Saturday, January 3, 2015: 8:50 AM
Midtown Suite (New York Hilton)
Elspeth H. Brown, Centre for the Study of the U.S.
This paper explores photography’s affective dimensions in transgender history. In particular, I interrogate trans* snapshot practice as a technology of connection, community, and intimacy in the context of 1970s-1980s trans* activism. This paper explores two types of photographic representation: the photographs of fellow trans* activists, friends, and lovers, collected and assembled into a trans* family album, and this album’s shadow archive: the surgeons’ and sexologists’ photographs of trans* patients, a visual discourse deeply indebted to colonial photography.  

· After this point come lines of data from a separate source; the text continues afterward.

//! Match-set algebra
//!
//! Every rule induces a set of packets per dimension: family, direction,
//! source/destination address sets, protocol, source/destination ports. Two
//! rules overlap iff every dimension intersects; one subsumes another iff
//! every dimension of the narrower is contained in the wider. Symbolic
//! (named) address sets are opaque, so they compare conservatively: equal
//! names intersect and contain, different names are assumed to intersect but
//! never to contain.

use ipnetwork::IpNetwork;

use crate::logic::policy::{AddrSpec, Direction, Family, PolicyRule, PortSpec, Protocol};

// ============================================================================
// DIMENSIONS
// ============================================================================

#[derive(Debug, Clone, PartialEq, Eq)]
enum AddrDim {
    Any,
    Net(IpNetwork),
    Set(String),
}

#[derive(Debug, Clone, PartialEq, Eq)]
enum PortDim {
    Any,
    /// Normalized: sorted, non-overlapping closed intervals
    Intervals(Vec<(u16, u16)>),
}

/// The packet set a rule matches.
#[derive(Debug, Clone)]
pub struct MatchSet {
    families: (bool, bool), // (v4, v6)
    direction: Direction,
    src: AddrDim,
    dst: AddrDim,
    protocol: Protocol,
    sports: PortDim,
    dports: PortDim,
}

impl MatchSet {
    pub fn of(rule: &PolicyRule) -> Self {
        Self {
            families: match rule.family {
                Family::Ipv4 => (true, false),
                Family::Ipv6 => (false, true),
                Family::Both => (true, true),
            },
            direction: rule.direction,
            src: addr_dim(rule.source.as_ref()),
            dst: addr_dim(rule.destination.as_ref()),
            protocol: rule.protocol,
            sports: port_dim(rule.source_port.as_ref()),
            dports: port_dim(rule.destination_port.as_ref()),
        }
    }

    /// Non-empty intersection on every dimension.
    pub fn intersects(&self, other: &MatchSet) -> bool {
        self.direction == other.direction
            && families_intersect(self.families, other.families)
            && addr_intersects(&self.src, &other.src)
            && addr_intersects(&self.dst, &other.dst)
            && proto_intersects(self.protocol, other.protocol)
            && ports_intersect(&self.sports, &other.sports)
            && ports_intersect(&self.dports, &other.dports)
    }

    /// `self` ⊆ `other` on every dimension.
    pub fn subset_of(&self, other: &MatchSet) -> bool {
        self.direction == other.direction
            && families_subset(self.families, other.families)
            && addr_subset(&self.src, &other.src)
            && addr_subset(&self.dst, &other.dst)
            && proto_subset(self.protocol, other.protocol)
            && ports_subset(&self.sports, &other.sports)
            && ports_subset(&self.dports, &other.dports)
    }
}

// ============================================================================
// DIMENSION CONSTRUCTION
// ============================================================================

fn addr_dim(spec: Option<&AddrSpec>) -> AddrDim {
    match spec {
        None => AddrDim::Any,
        Some(AddrSpec::Network(net)) => {
            let normalized = IpNetwork::new(net.network(), net.prefix()).unwrap_or(*net);
            AddrDim::Net(normalized)
        }
        Some(AddrSpec::Set(name)) => AddrDim::Set(name.clone()),
    }
}

fn port_dim(spec: Option<&PortSpec>) -> PortDim {
    match spec {
        None => PortDim::Any,
        Some(spec) => {
            let mut intervals = spec.intervals();
            intervals.sort_unstable();
            // merge touching/overlapping intervals
            let mut merged: Vec<(u16, u16)> = Vec::with_capacity(intervals.len());
            for (lo, hi) in intervals {
                match merged.last_mut() {
                    Some((_, prev_hi)) if lo <= prev_hi.saturating_add(1) => {
                        *prev_hi = (*prev_hi).max(hi);
                    }
                    _ => merged.push((lo, hi)),
                }
            }
            PortDim::Intervals(merged)
        }
    }
}

// ============================================================================
// PER-DIMENSION RELATIONS
// ============================================================================

fn families_intersect(a: (bool, bool), b: (bool, bool)) -> bool {
    (a.0 && b.0) || (a.1 && b.1)
}

fn families_subset(a: (bool, bool), b: (bool, bool)) -> bool {
    (!a.0 || b.0) && (!a.1 || b.1)
}

fn nets_overlap(a: &IpNetwork, b: &IpNetwork) -> bool {
    if a.is_ipv4() != b.is_ipv4() {
        return false;
    }
    a.contains(b.network()) || b.contains(a.network())
}

fn net_subset(a: &IpNetwork, b: &IpNetwork) -> bool {
    if a.is_ipv4() != b.is_ipv4() {
        return false;
    }
    b.prefix() <= a.prefix() && b.contains(a.network())
}

fn addr_intersects(a: &AddrDim, b: &AddrDim) -> bool {
    match (a, b) {
        (AddrDim::Any, _) | (_, AddrDim::Any) => true,
        (AddrDim::Net(x), AddrDim::Net(y)) => nets_overlap(x, y),
        (AddrDim::Set(x), AddrDim::Set(y)) if x == y => true,
        // opaque set contents: assume the worst
        (AddrDim::Set(_), _) | (_, AddrDim::Set(_)) => true,
    }
}

fn addr_subset(a: &AddrDim, b: &AddrDim) -> bool {
    match (a, b) {
        (_, AddrDim::Any) => true,
        (AddrDim::Any, _) => false,
        (AddrDim::Net(x), AddrDim::Net(y)) => net_subset(x, y),
        (AddrDim::Set(x), AddrDim::Set(y)) => x == y,
        // a concrete net is never provably inside an opaque set, nor vice versa
        (AddrDim::Net(_), AddrDim::Set(_)) | (AddrDim::Set(_), AddrDim::Net(_)) => false,
    }
}

fn proto_intersects(a: Protocol, b: Protocol) -> bool {
    a == Protocol::Any || b == Protocol::Any || a == b
}

fn proto_subset(a: Protocol, b: Protocol) -> bool {
    b == Protocol::Any || a == b
}

fn ports_intersect(a: &PortDim, b: &PortDim) -> bool {
    match (a, b) {
        (PortDim::Any, _) | (_, PortDim::Any) => true,
        (PortDim::Intervals(xs), PortDim::Intervals(ys)) => xs
            .iter()
            .any(|(alo, ahi)| ys.iter().any(|(blo, bhi)| alo <= bhi && blo <= ahi)),
    }
}

fn ports_subset(a: &PortDim, b: &PortDim) -> bool {
    match (a, b) {
        (_, PortDim::Any) => true,
        (PortDim::Any, PortDim::Intervals(ys)) => {
            // Any ⊆ intervals only if the intervals cover the full port space
            ys == &[(1u16, u16::MAX)] || ys == &[(0u16, u16::MAX)]
        }
        (PortDim::Intervals(xs), PortDim::Intervals(ys)) => xs.iter().all(|(alo, ahi)| {
            ys.iter().any(|(blo, bhi)| blo <= alo && ahi <= bhi)
        }),
    }
}

#[cfg(test)]
mod tests {
    use super::*;
    use crate::logic::policy::{Action, Origin};

    fn rule(src: &str, dport: Option<PortSpec>) -> PolicyRule {
        let mut r = PolicyRule::new(Direction::Input, Action::Drop, Origin::User);
        r.family = Family::Ipv4;
        r.source = Some(AddrSpec::Network(src.parse().unwrap()));
        r.protocol = Protocol::Tcp;
        r.destination_port = dport;
        r
    }

    #[test]
    fn host_inside_cidr_is_subset() {
        let narrow = MatchSet::of(&rule("203.0.113.7/32", Some(PortSpec::Single(22))));
        let wide = MatchSet::of(&rule("203.0.113.0/24", None));
        assert!(narrow.subset_of(&wide));
        assert!(!wide.subset_of(&narrow));
        assert!(narrow.intersects(&wide));
    }

    #[test]
    fn disjoint_networks_do_not_intersect() {
        let a = MatchSet::of(&rule("10.0.0.0/8", None));
        let b = MatchSet::of(&rule("192.168.0.0/16", None));
        assert!(!a.intersects(&b));
    }

    #[test]
    fn port_interval_relations() {
        let single = MatchSet::of(&rule("10.0.0.0/8", Some(PortSpec::Single(443))));
        let range = MatchSet::of(&rule("10.0.0.0/8", Some(PortSpec::Range(400, 500))));
        let list = MatchSet::of(&rule("10.0.0.0/8", Some(PortSpec::List(vec![22, 80]))));
        assert!(single.subset_of(&range));
        assert!(!range.subset_of(&single));
        assert!(!list.intersects(&single));
    }

    #[test]
    fn direction_partitions_everything() {
        let mut output = rule("10.0.0.0/8", None);
        output.direction = Direction::Output;
        let input = rule("10.0.0.0/8", None);
        assert!(!MatchSet::of(&input).intersects(&MatchSet::of(&output)));
    }

    #[test]
    fn family_both_contains_v4() {
        let mut both = rule("10.0.0.0/8", None);
        both.family = Family::Both;
        let v4 = rule("10.0.0.0/8", None);
        assert!(MatchSet::of(&v4).subset_of(&MatchSet::of(&both)));
        assert!(!MatchSet::of(&both).subset_of(&MatchSet::of(&v4)));
    }

    #[test]
    fn named_sets_compare_conservatively() {
        let mut with_set = rule("10.0.0.0/8", None);
        with_set.source = Some(AddrSpec::Set("blocklist".into()));
        let concrete = rule("10.0.0.0/8", None);
        let a = MatchSet::of(&with_set);
        let b = MatchSet::of(&concrete);
        assert!(a.intersects(&b));
        assert!(!a.subset_of(&b));
        assert!(!b.subset_of(&a));
    }

    #[test]
    fn cidr_bounds_are_inclusive() {
        // both edges of the /24 live inside it
        let net = MatchSet::of(&rule("198.51.100.0/24", None));
        let low = MatchSet::of(&rule("198.51.100.0/32", None));
        let high = MatchSet::of(&rule("198.51.100.255/32", None));
        assert!(low.subset_of(&net));
        assert!(high.subset_of(&net));
    }
}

The archival base for this paper is the papers and photographs of the trans* activist Rupert Raj. Raj is a pioneering, Toronto-based activist of South Asian and Polish descent who founded several of the earliest and most extensive trans* peer-support groups, advocacy organizations, and periodicals in North America, including the Foundation for the Advancement of Canadian Transsexuals (FACT, 1978-1980); the Metamorphosis Medical Research Foundation (MMRA, 1981-1988); Gender Review: the FACTual Journal (1979-1982); and Metamorphosis (1982-1988), among others.

As a result of his activism, Raj corresponded with trans men and women from all over the world, who sent Raj their photographs; Raj assembled them images into a trans “family album.” Snapshots are instrumental images in their ability to activate and circulate viewer affect. Scholars have written about this ideological work mostly in negative terms: the family snapshot’s role in producing heternormative conformity (Simon Watney, for example) or white racial innocence (Wexler). But the snapshot’s instrumentality can also work as a site of what Jill Dolan calls the ‘utopian performative’: producing the affective connections central to queer and trans counter-publics so necessary for living. In making this argument about vernacular photographs, I am motivated by recent work in family photography (Campt) and snapshots (Zuromskis) that sees photographs’ haptic dimensions as alternatives sites of self-making.